Secondo Sirmi la crisi e’ un ritorno alla realta’

Da Sirmi una lettura sull’effettivo andamento dei mercati It e Tlc mondiali. Nessun tracollo, nessun tramonto di un sogno, solo un ridimensionamento di aspettative forse troppo rosee.

Maurizio Cuzari, amministratore delegato della società di analisi e ricerche
Sirmi, guarda con relativa apprensione i dati che vedono l’ intero comparto Ict
in crisi e sostiene: «Sono in crisi Internet e le telecomunicazioni? Sicuramente non è un momento
facile, ma io tenderei a correlarlo all’overload di ottimismo registrato lo
scorso anno più che a una crisi reale. Tutte le aziende che sembrano oggi in
forte crisi in effetti non capitalizzano meno di due o tre anni fa. Il momento
che stiamo attraversando è semplicemente la dimostrazione che siamo di fronte a
un mercato “vero”, che, in quanto tale, non può essere soggetto a suggestioni e,
soprattutto, non è estensibile all’infinito».


Più o meno la stessa lettura Cuzari la dà se andiamo ad analizzare il
comparto dei servizi innovativi, dove viene fatto rientrare tutto quanto ha a
che vedere con Internet.


«Non siamo di fronte a una disillusione – sostiene infatti – ma a una
normalizzazione. È evidente che siamo di fronte a un rallentamento degli
ordinativi, ma per lo stesso fenomeno cui ho accennato prima: c’è un forte
ridimensionamento degli obiettivi, che oggi sono però molto più vicini al valore
del mercato reale. In altre parole, citando un altro analista, non credo che
siamo né all’inizio, né alla fine, ma alla fine dell’inizio. Abbiamo fatto tutti
un’abbuffata di fantasia, oggi si ritorna con i piedi per terra».


E per l’Italia che tempi si prospettano?


«Devo dire che il mercato italiano non sta attraversando in questo momento
una crisi drammatica, ma credo anche che qui giochi un ruolo anche la nostra
atavica prudenza. Chi si guardò, si salvò, si dice. Nel nostro caso, va detto
che il funding delle start up è arrivato quando negli Stati Uniti cominciavano a
sentirsi i primi contraccolpi e dunque la cautela ha avuto buon gioco. A parte
rari casi, non stiamo assistendo a grossi disastri annunciati, e questo consente
anche di evitare un pericoloso effetto domino».


Quanto alla new economy…


«Nessun effetto blocco, solo un effetto di rallentamento.

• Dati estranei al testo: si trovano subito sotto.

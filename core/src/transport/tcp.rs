//! TCP relay transport: length-prefixed frames over a plain TCP stream

use super::abstraction::{InboundSender, RelayLink, RelayTransport, TransportError};
use crate::relay::protocol::{read_frame, write_frame, RelayFrame, PROTOCOL_VERSION};
use async_trait::async_trait;
use parking_lot::Mutex as SyncMutex;
use std::sync::atomic::{AtomicBool, Ordering};
use std::sync::Arc;
use tokio::io::AsyncWriteExt;
use tokio::net::tcp::OwnedWriteHalf;
use tokio::net::TcpStream;
use tokio::sync::Mutex;
use tokio::task::JoinHandle;
use tracing::{debug, trace};

/// Dials relays over TCP. Addresses may carry a `tcp://` prefix.
#[derive(Debug, Clone, Default)]
pub struct TcpRelayTransport;

impl TcpRelayTransport {
    pub fn new() -> Self {
        Self
    }
}

#[async_trait]
impl RelayTransport for TcpRelayTransport {
    async fn connect(
        &self,
        address: String,
        local_peer_id: String,
        inbound: InboundSender,
    ) -> Result<Arc<dyn RelayLink>, TransportError> {
        let dial_addr = address.strip_prefix("tcp://").unwrap_or(&address);
        let mut stream = TcpStream::connect(dial_addr)
            .await
            .map_err(|e| TransportError::ConnectionFailed(e.to_string()))?;
        let _ = stream.set_nodelay(true);

        let handshake = RelayFrame::Handshake {
            version: PROTOCOL_VERSION,
            peer_id: local_peer_id,
        };
        write_frame(&mut stream, &handshake)
            .await
            .map_err(|e| TransportError::HandshakeFailed(e.to_string()))?;

        let relay_peer_id = match read_frame(&mut stream).await {
            Ok(RelayFrame::HandshakeAck {
                version,
                relay_peer_id,
            }) => {
                if version != PROTOCOL_VERSION {
                    return Err(TransportError::HandshakeFailed(
                        "Version mismatch".to_string(),
                    ));
                }
                relay_peer_id
            }
            Ok(RelayFrame::Disconnect { reason }) => {
                return Err(TransportError::HandshakeFailed(reason));
            }
            Ok(other) => {
                return Err(TransportError::HandshakeFailed(format!(
                    "Unexpected response: {}",
                    other.frame_type()
                )));
            }
            Err(e) => return Err(TransportError::HandshakeFailed(e.to_string())),
        };
        debug!(
            "Handshake with relay {} complete ({}), link {}",
            inbound.relay_id(),
            relay_peer_id,
            inbound.link_id()
        );

        let (mut reader, writer) = stream.into_split();
        let closed = Arc::new(AtomicBool::new(false));

        let reader_closed = Arc::clone(&closed);
        let reader_task = tokio::spawn(async move {
            loop {
                match read_frame(&mut reader).await {
                    Ok(frame) => {
                        trace!("{} from relay {}", frame.frame_type(), inbound.relay_id());
                        if !inbound.frame(frame) {
                            break;
                        }
                    }
                    Err(e) => {
                        if !reader_closed.swap(true, Ordering::SeqCst) {
                            debug!("Relay {} stream ended: {}", inbound.relay_id(), e);
                            inbound.closed();
                        }
                        break;
                    }
                }
            }
        });

        Ok(Arc::new(TcpRelayLink {
            relay_peer_id,
            writer: Mutex::new(writer),
            closed,
            reader_task: SyncMutex::new(Some(reader_task)),
        }))
    }
}

/// An open TCP connection to one relay
pub struct TcpRelayLink {
    relay_peer_id: String,
    writer: Mutex<OwnedWriteHalf>,
    closed: Arc<AtomicBool>,
    reader_task: SyncMutex<Option<JoinHandle<()>>>,
}

impl TcpRelayLink {
    /// The peer ID the relay announced in its handshake
    pub fn relay_peer_id(&self) -> &str {
        &self.relay_peer_id
    }
}

#[async_trait]
impl RelayLink for TcpRelayLink {
    async fn send(&self, frame: RelayFrame) -> Result<(), TransportError> {
        if self.closed.load(Ordering::SeqCst) {
            return Err(TransportError::LinkClosed);
        }
        let mut writer = self.writer.lock().await;
        write_frame(&mut *writer, &frame)
            .await
            .map_err(|e| TransportError::SendFailed(e.to_string()))
    }

    async fn close(&self) {
        if self.closed.swap(true, Ordering::SeqCst) {
            return;
        }
        let mut writer = self.writer.lock().await;
        let goodbye = RelayFrame::Disconnect {
            reason: "client closing".to_string(),
        };
        let _ = write_frame(&mut *writer, &goodbye).await;
        let _ = writer.shutdown().await;
        if let Some(task) = self.reader_task.lock().take() {
            task.abort();
        }
    }
}

impl Drop for TcpRelayLink {
    fn drop(&mut self) {
        if let Some(task) = self.reader_task.lock().take() {
            task.abort();
        }
    }
}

Ma anche in questo
caso ci sono esperienze che meritano di essere valutate con attenzione. Pensiamo
ai marketplace. Non è assolutamente vero che nulla si muove: è vero invece che
ci sono casi, partiti magari in sordina, o meno roboanti di altri che stanno
guadagnando fiducia e posizioni sul mercato. Tre nomi? Presto detto: Fiat,
Mondus e Coralis. Tre esperienze diverse, tutte e tre da tenere d’occhio con
molta attenzione».


Ma l’Italia dovrà fare i conti con un effetto disoccupazione legato ai
tagli annunciati dalle grosse multinazionali?


«Francamente credo che anche in questo caso sia bene ridimensionare. Le
grandi nazionali o gli agglomerati nazionali stanno semplicemente contenendo gli
organici, che è misura diversa dal tagliare o ridurre. Quanto alle
multinazionali, mi sembra chiaro che qui ci sarà da fare i conti con la
necessità di allineamento alle politiche della corporation. In altre parole. È
inevitabile che ciascuna filiale nazionale debba pagare la propria “tassa”».